:: Task instructions ::
The full listing is to be written out again, unchanged.
Excerpted data: Begin
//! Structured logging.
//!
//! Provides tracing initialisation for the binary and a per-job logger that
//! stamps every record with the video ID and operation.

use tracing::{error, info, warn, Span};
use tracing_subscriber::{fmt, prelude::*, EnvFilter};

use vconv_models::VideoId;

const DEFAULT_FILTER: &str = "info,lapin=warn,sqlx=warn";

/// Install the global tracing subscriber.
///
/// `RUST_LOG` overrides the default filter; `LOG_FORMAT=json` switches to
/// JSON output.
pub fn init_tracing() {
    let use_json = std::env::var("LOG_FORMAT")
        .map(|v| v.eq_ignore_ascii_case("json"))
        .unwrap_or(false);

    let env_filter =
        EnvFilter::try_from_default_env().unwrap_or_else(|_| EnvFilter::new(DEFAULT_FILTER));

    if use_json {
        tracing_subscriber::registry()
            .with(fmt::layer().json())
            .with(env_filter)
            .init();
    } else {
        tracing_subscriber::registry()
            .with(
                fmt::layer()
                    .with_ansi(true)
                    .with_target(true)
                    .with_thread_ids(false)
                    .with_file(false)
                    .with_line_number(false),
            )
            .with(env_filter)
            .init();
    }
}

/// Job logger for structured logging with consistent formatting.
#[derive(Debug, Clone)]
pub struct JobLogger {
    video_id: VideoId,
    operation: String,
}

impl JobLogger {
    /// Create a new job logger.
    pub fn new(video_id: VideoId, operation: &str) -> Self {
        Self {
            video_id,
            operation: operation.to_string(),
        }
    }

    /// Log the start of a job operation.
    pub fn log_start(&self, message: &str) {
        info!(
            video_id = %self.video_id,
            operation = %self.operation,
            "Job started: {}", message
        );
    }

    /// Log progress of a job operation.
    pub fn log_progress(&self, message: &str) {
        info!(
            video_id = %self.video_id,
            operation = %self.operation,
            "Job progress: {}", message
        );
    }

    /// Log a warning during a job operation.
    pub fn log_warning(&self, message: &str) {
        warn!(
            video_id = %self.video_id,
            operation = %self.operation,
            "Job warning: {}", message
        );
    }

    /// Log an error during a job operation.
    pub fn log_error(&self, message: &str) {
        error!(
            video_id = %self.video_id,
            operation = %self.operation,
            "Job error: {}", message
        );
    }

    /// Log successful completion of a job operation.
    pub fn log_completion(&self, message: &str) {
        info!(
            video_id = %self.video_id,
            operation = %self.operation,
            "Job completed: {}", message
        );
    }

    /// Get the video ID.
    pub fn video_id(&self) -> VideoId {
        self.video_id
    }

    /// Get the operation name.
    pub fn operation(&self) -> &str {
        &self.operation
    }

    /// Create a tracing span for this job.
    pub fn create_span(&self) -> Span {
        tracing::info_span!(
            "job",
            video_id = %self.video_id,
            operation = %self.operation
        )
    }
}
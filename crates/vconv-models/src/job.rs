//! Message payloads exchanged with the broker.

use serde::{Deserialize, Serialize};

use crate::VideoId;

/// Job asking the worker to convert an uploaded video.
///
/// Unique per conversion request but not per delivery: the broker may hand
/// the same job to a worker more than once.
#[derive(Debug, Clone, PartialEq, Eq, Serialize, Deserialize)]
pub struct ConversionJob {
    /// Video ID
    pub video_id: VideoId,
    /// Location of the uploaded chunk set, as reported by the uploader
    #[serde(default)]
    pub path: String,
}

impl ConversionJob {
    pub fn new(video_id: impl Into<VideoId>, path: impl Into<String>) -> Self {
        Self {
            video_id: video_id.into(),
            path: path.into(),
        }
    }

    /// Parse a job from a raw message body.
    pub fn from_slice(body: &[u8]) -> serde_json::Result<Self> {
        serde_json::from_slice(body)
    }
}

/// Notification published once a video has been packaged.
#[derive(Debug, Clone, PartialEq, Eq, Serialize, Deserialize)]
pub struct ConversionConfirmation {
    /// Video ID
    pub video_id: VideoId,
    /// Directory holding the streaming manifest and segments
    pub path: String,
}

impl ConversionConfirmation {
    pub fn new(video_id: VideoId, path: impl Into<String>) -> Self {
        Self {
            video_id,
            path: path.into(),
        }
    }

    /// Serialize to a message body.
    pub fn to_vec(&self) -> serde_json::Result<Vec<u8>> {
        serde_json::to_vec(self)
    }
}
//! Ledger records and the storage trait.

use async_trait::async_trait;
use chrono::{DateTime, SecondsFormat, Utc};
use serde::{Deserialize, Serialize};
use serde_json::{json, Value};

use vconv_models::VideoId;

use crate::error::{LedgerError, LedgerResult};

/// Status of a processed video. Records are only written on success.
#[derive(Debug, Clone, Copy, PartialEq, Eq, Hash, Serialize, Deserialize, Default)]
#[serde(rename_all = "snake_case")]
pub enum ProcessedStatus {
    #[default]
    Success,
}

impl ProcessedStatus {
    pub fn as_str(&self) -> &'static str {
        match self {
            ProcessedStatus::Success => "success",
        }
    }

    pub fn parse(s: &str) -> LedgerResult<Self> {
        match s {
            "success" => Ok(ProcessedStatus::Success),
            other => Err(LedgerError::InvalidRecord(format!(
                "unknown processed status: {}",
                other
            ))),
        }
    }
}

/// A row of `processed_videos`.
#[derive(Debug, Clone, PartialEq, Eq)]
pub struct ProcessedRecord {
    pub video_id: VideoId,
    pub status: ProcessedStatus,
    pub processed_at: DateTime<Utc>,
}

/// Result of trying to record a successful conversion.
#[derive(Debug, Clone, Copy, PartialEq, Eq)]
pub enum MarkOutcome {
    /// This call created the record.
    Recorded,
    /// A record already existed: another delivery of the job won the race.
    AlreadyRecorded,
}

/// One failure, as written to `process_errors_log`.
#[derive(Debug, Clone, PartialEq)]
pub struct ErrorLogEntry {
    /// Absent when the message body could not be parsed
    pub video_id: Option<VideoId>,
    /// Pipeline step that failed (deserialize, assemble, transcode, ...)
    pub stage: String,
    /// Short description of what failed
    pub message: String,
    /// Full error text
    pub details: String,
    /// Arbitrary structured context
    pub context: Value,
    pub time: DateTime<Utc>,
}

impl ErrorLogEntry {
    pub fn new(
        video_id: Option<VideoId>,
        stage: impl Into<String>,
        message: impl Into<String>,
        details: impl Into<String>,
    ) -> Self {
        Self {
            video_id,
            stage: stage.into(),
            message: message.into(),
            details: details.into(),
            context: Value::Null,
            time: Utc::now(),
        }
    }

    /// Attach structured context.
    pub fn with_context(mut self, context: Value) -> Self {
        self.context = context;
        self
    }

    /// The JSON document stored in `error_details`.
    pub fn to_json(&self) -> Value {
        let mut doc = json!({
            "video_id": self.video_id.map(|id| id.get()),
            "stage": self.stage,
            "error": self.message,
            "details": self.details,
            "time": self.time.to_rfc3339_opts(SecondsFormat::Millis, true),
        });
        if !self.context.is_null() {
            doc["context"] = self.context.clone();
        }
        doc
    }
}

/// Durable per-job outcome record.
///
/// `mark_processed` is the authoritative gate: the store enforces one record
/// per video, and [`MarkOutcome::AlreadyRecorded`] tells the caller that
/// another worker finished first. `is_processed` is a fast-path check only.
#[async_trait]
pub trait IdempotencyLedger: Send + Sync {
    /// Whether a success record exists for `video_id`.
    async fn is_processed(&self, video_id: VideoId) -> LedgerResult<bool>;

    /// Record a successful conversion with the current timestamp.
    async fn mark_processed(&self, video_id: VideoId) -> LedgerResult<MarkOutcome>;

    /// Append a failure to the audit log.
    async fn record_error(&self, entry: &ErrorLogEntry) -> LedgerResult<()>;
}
Excerpted data: End
:: Response to the task ::
//! Structured logging.
//!
//! Provides tracing initialisation for the binary and a per-job logger that
//! stamps every record with the video ID and operation.

use tracing::{error, info, warn, Span};
use tracing_subscriber::{fmt, prelude::*, EnvFilter};

use vconv_models::VideoId;

const DEFAULT_FILTER: &str = "info,lapin=warn,sqlx=warn";

/// Install the global tracing subscriber.
///
/// `RUST_LOG` overrides the default filter; `LOG_FORMAT=json` switches to
/// JSON output.
pub fn init_tracing() {
    let use_json = std::env::var("LOG_FORMAT")
        .map(|v| v.eq_ignore_ascii_case("json"))
        .unwrap_or(false);

    let env_filter =
        EnvFilter::try_from_default_env().unwrap_or_else(|_| EnvFilter::new(DEFAULT_FILTER));

    if use_json {
        tracing_subscriber::registry()
            .with(fmt::layer().json())
            .with(env_filter)
            .init();
    } else {
        tracing_subscriber::registry()
            .with(
                fmt::layer()
                    .with_ansi(true)
                    .with_target(true)
                    .with_thread_ids(false)
                    .with_file(false)
                    .with_line_number(false),
            )
            .with(env_filter)
            .init();
    }
}

/// Job logger for structured logging with consistent formatting.
#[derive(Debug, Clone)]
pub struct JobLogger {
    video_id: VideoId,
    operation: String,
}

impl JobLogger {
    /// Create a new job logger.
    pub fn new(video_id: VideoId, operation: &str) -> Self {
        Self {
            video_id,
            operation: operation.to_string(),
        }
    }

    /// Log the start of a job operation.
    pub fn log_start(&self, message: &str) {
        info!(
            video_id = %self.video_id,
            operation = %self.operation,
            "Job started: {}", message
        );
    }

    /// Log progress of a job operation.
    pub fn log_progress(&self, message: &str) {
        info!(
            video_id = %self.video_id,
            operation = %self.operation,
            "Job progress: {}", message
        );
    }

    /// Log a warning during a job operation.
    pub fn log_warning(&self, message: &str) {
        warn!(
            video_id = %self.video_id,
            operation = %self.operation,
            "Job warning: {}", message
        );
    }

    /// Log an error during a job operation.
    pub fn log_error(&self, message: &str) {
        error!(
            video_id = %self.video_id,
            operation = %self.operation,
            "Job error: {}", message
        );
    }

    /// Log successful completion of a job operation.
    pub fn log_completion(&self, message: &str) {
        info!(
            video_id = %self.video_id,
            operation = %self.operation,
            "Job completed: {}", message
        );
    }

    /// Get the video ID.
    pub fn video_id(&self) -> VideoId {
        self.video_id
    }

    /// Get the operation name.
    pub fn operation(&self) -> &str {
        &self.operation
    }

    /// Create a tracing span for this job.
    pub fn create_span(&self) -> Span {
        tracing::info_span!(
            "job",
            video_id = %self.video_id,
            operation = %self.operation
        )
    }
}
filename crates/vconv-models/src/job.rs
//! Message payloads exchanged with the broker.

use serde::{Deserialize, Serialize};

use crate::VideoId;

/// Job asking the worker to convert an uploaded video.
///
/// Unique per conversion request but not per delivery: the broker may hand
/// the same job to a worker more than once.
#[derive(Debug, Clone, PartialEq, Eq, Serialize, Deserialize)]
pub struct ConversionJob {
    /// Video ID
    pub video_id: VideoId,
    /// Location of the uploaded chunk set, as reported by the uploader
    #[serde(default)]
    pub path: String,
}

impl ConversionJob {
    pub fn new(video_id: impl Into<VideoId>, path: impl Into<String>) -> Self {
        Self {
            video_id: video_id.into(),
            path: path.into(),
        }
    }

    /// Parse a job from a raw message body.
    pub fn from_slice(body: &[u8]) -> serde_json::Result<Self> {
        serde_json::from_slice(body)
    }
}

/// Notification published once a video has been packaged.
#[derive(Debug, Clone, PartialEq, Eq, Serialize, Deserialize)]
pub struct ConversionConfirmation {
    /// Video ID
    pub video_id: VideoId,
    /// Directory holding the streaming manifest and segments
    pub path: String,
}

impl ConversionConfirmation {
    pub fn new(video_id: VideoId, path: impl Into<String>) -> Self {
        Self {
            video_id,
            path: path.into(),
        }
    }

    /// Serialize to a message body.
    pub fn to_vec(&self) -> serde_json::Result<Vec<u8>> {
        serde_json::to_vec(self)
    }
}
//! Ledger records and the storage trait.

use async_trait::async_trait;
use chrono::{DateTime, SecondsFormat, Utc};
use serde::{Deserialize, Serialize};
use serde_json::{json, Value};

use vconv_models::VideoId;

use crate::error::{LedgerError, LedgerResult};

/// Status of a processed video. Records are only written on success.
#[derive(Debug, Clone, Copy, PartialEq, Eq, Hash, Serialize, Deserialize, Default)]
#[serde(rename_all = "snake_case")]
pub enum ProcessedStatus {
    #[default]
    Success,
}

impl ProcessedStatus {
    pub fn as_str(&self) -> &'static str {
        match self {
            ProcessedStatus::Success => "success",
        }
    }

    pub fn parse(s: &str) -> LedgerResult<Self> {
        match s {
            "success" => Ok(ProcessedStatus::Success),
            other => Err(LedgerError::InvalidRecord(format!(
                "unknown processed status: {}",
                other
            ))),
        }
    }
}

/// A row of `processed_videos`.
#[derive(Debug, Clone, PartialEq, Eq)]
pub struct ProcessedRecord {
    pub video_id: VideoId,
    pub status: ProcessedStatus,
    pub processed_at: DateTime<Utc>,
}

/// Result of trying to record a successful conversion.
#[derive(Debug, Clone, Copy, PartialEq, Eq)]
pub enum MarkOutcome {
    /// This call created the record.
    Recorded,
    /// A record already existed: another delivery of the job won the race.
    AlreadyRecorded,
}

/// One failure, as written to `process_errors_log`.
#[derive(Debug, Clone, PartialEq)]
pub struct ErrorLogEntry {
    /// Absent when the message body could not be parsed
    pub video_id: Option<VideoId>,
    /// Pipeline step that failed (deserialize, assemble, transcode, ...)
    pub stage: String,
    /// Short description of what failed
    pub message: String,
    /// Full error text
    pub details: String,
    /// Arbitrary structured context
    pub context: Value,
    pub time: DateTime<Utc>,
}

impl ErrorLogEntry {
    pub fn new(
        video_id: Option<VideoId>,
        stage: impl Into<String>,
        message: impl Into<String>,
        details: impl Into<String>,
    ) -> Self {
        Self {
            video_id,
            stage: stage.into(),
            message: message.into(),
            details: details.into(),
            context: Value::Null,
            time: Utc::now(),
        }
    }

    /// Attach structured context.
    pub fn with_context(mut self, context: Value) -> Self {
        self.context = context;
        self
    }

    /// The JSON document stored in `error_details`.
    pub fn to_json(&self) -> Value {
        let mut doc = json!({
            "video_id": self.video_id.map(|id| id.get()),
            "stage": self.stage,
            "error": self.message,
            "details": self.details,
            "time": self.time.to_rfc3339_opts(SecondsFormat::Millis, true),
        });
        if !self.context.is_null() {
            doc["context"] = self.context.clone();
        }
        doc
    }
}

/// Durable per-job outcome record.
///
/// `mark_processed` is the authoritative gate: the store enforces one record
/// per video, and [`MarkOutcome::AlreadyRecorded`] tells the caller that
/// another worker finished first. `is_processed` is a fast-path check only.
#[async_trait]
pub trait IdempotencyLedger: Send + Sync {
    /// Whether a success record exists for `video_id`.
    async fn is_processed(&self, video_id: VideoId) -> LedgerResult<bool>;

    /// Record a successful conversion with the current timestamp.
    async fn mark_processed(&self, video_id: VideoId) -> LedgerResult<MarkOutcome>;

    /// Append a failure to the audit log.
    async fn record_error(&self, entry: &ErrorLogEntry) -> LedgerResult<()>;
}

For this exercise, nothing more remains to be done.